安倍晋三首相の20日の施政方針演説のうち、財政再建や地方創生の取り組みを説明した部分で疑問点が次々と浮上している。長期政権の実績をアピールするため、都合よく事実を切り取ったとの指摘もあり、22日から始まる国会論戦で野党が追及しそうだ。

「日本経済はこの7年間で13%成長し、来年度予算の税収は過去最高となった」。首相は演説でこう指摘し、約63兆円と見込む2020年度の税収に胸を張った。しかし、首相が言及したのはあくまで政府試算の「税収見通し」。景気動向により下方修正することもあり、実績を示すデータとしては不適切とも言える。

首相は「公債発行は8年連続で減額」とも述べたが、年度途中の追加発行を含む決算ベースで見ると16年度発行額は前年度を上回った。
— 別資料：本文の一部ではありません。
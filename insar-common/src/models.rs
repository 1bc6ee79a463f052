//! Read-only input records: radar measurement points and building footprints

use crate::geo::{Footprint, LonLat};
use crate::{Error, Result};
use serde::{Deserialize, Serialize};
use std::fmt;
use std::str::FromStr;

/// Building dataset a footprint comes from
#[derive(Debug, Clone, Copy, PartialEq, Eq, PartialOrd, Ord, Hash, Serialize, Deserialize)]
#[serde(rename_all = "lowercase")]
pub enum BuildingSource {
    /// Global Building Atlas (carries heights)
    Gba,
    /// OpenStreetMap (no heights)
    Osm,
}

impl BuildingSource {
    pub fn as_str(&self) -> &'static str {
        match self {
            BuildingSource::Gba => "gba",
            BuildingSource::Osm => "osm",
        }
    }
}

impl fmt::Display for BuildingSource {
    fn fmt(&self, f: &mut fmt::Formatter<'_>) -> fmt::Result {
        f.write_str(self.as_str())
    }
}

impl FromStr for BuildingSource {
    type Err = Error;

    fn from_str(s: &str) -> Result<Self> {
        match s {
            "gba" => Ok(BuildingSource::Gba),
            "osm" => Ok(BuildingSource::Osm),
            other => Err(Error::validation(format!(
                "source must be 'gba' or 'osm', got '{other}'"
            ))),
        }
    }
}

/// Composite building key; orders by (source, id)
#[derive(Debug, Clone, PartialEq, Eq, PartialOrd, Ord, Hash, Serialize, Deserialize)]
pub struct BuildingKey {
    pub source: BuildingSource,
    pub building_id: String,
}

impl BuildingKey {
    pub fn new(source: BuildingSource, building_id: impl Into<String>) -> Self {
        Self {
            source,
            building_id: building_id.into(),
        }
    }
}

impl fmt::Display for BuildingKey {
    fn fmt(&self, f: &mut fmt::Formatter<'_>) -> fmt::Result {
        write!(f, "{}:{}", self.source, self.building_id)
    }
}

/// One persistent-scatterer measurement point
#[derive(Debug, Clone, PartialEq, Serialize, Deserialize)]
pub struct PointRecord {
    pub code: String,
    pub track: i64,
    pub location: LonLat,
    /// Mean line-of-sight velocity (mm/year)
    pub velocity: Option<f64>,
    pub coherence: Option<f64>,
    /// Seasonal displacement amplitude (mm)
    pub season_amp: Option<f64>,
    /// Radar incidence angle in degrees
    pub incidence_angle: Option<f64>,
}

/// One building footprint
#[derive(Debug, Clone, PartialEq)]
pub struct BuildingRecord {
    pub key: BuildingKey,
    pub footprint: Footprint,
    pub height_m: Option<f64>,
}

#[cfg(test)]
mod tests {
    use super::*;

    #[test]
    fn test_source_parsing() {
        assert_eq!("gba".parse::<BuildingSource>().unwrap(), BuildingSource::Gba);
        assert_eq!("osm".parse::<BuildingSource>().unwrap(), BuildingSource::Osm);
        assert!("GBA".parse::<BuildingSource>().unwrap_err().is_validation());
    }

    #[test]
    fn test_key_ordering_is_source_then_id() {
        let mut keys = vec![
            BuildingKey::new(BuildingSource::Osm, "1"),
            BuildingKey::new(BuildingSource::Gba, "b"),
            BuildingKey::new(BuildingSource::Gba, "a"),
        ];
        keys.sort();
        let labels: Vec<String> = keys.iter().map(|k| k.to_string()).collect();
        assert_eq!(labels, vec!["gba:a", "gba:b", "osm:1"]);
    }
}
菅義偉官房長官は21日の記者会見でこの点を問われ、「当初予算ベースで、ということだ」と釈明した。

地方創生のくだりでは、東京から地方へ移住した成功例として、島根県江津市の男性を実名で紹介した。ところが、一部報道で男性が既に県内にいない疑いが浮上。菅氏は会見で「個人情報」を理由に確認を避けつつ、「江津市に3年以上にわたって居住しており、問題ない」と強調した。

一方、台湾に触れた部分には自民党などから歓迎の声が聞かれた。首相は東日本大震災の際の海外の支援に謝意を表明する文脈で、東京五輪・パラリンピックで岩手県野田村が「台湾」の選手を迎えるホストタウンとして交流を深める予定だと紹介した。

日本と国交のない台湾を施政方針演説で取り上げるのは異例。20日の衆院本会議では、首相がこの部分を読み上げると与党席から拍手が起き、台湾の蔡英文総統はツイッターに「『台湾』という言葉が日本の国会で大きな拍手を浴びたのは実にうれしいこと」と書き込んだ。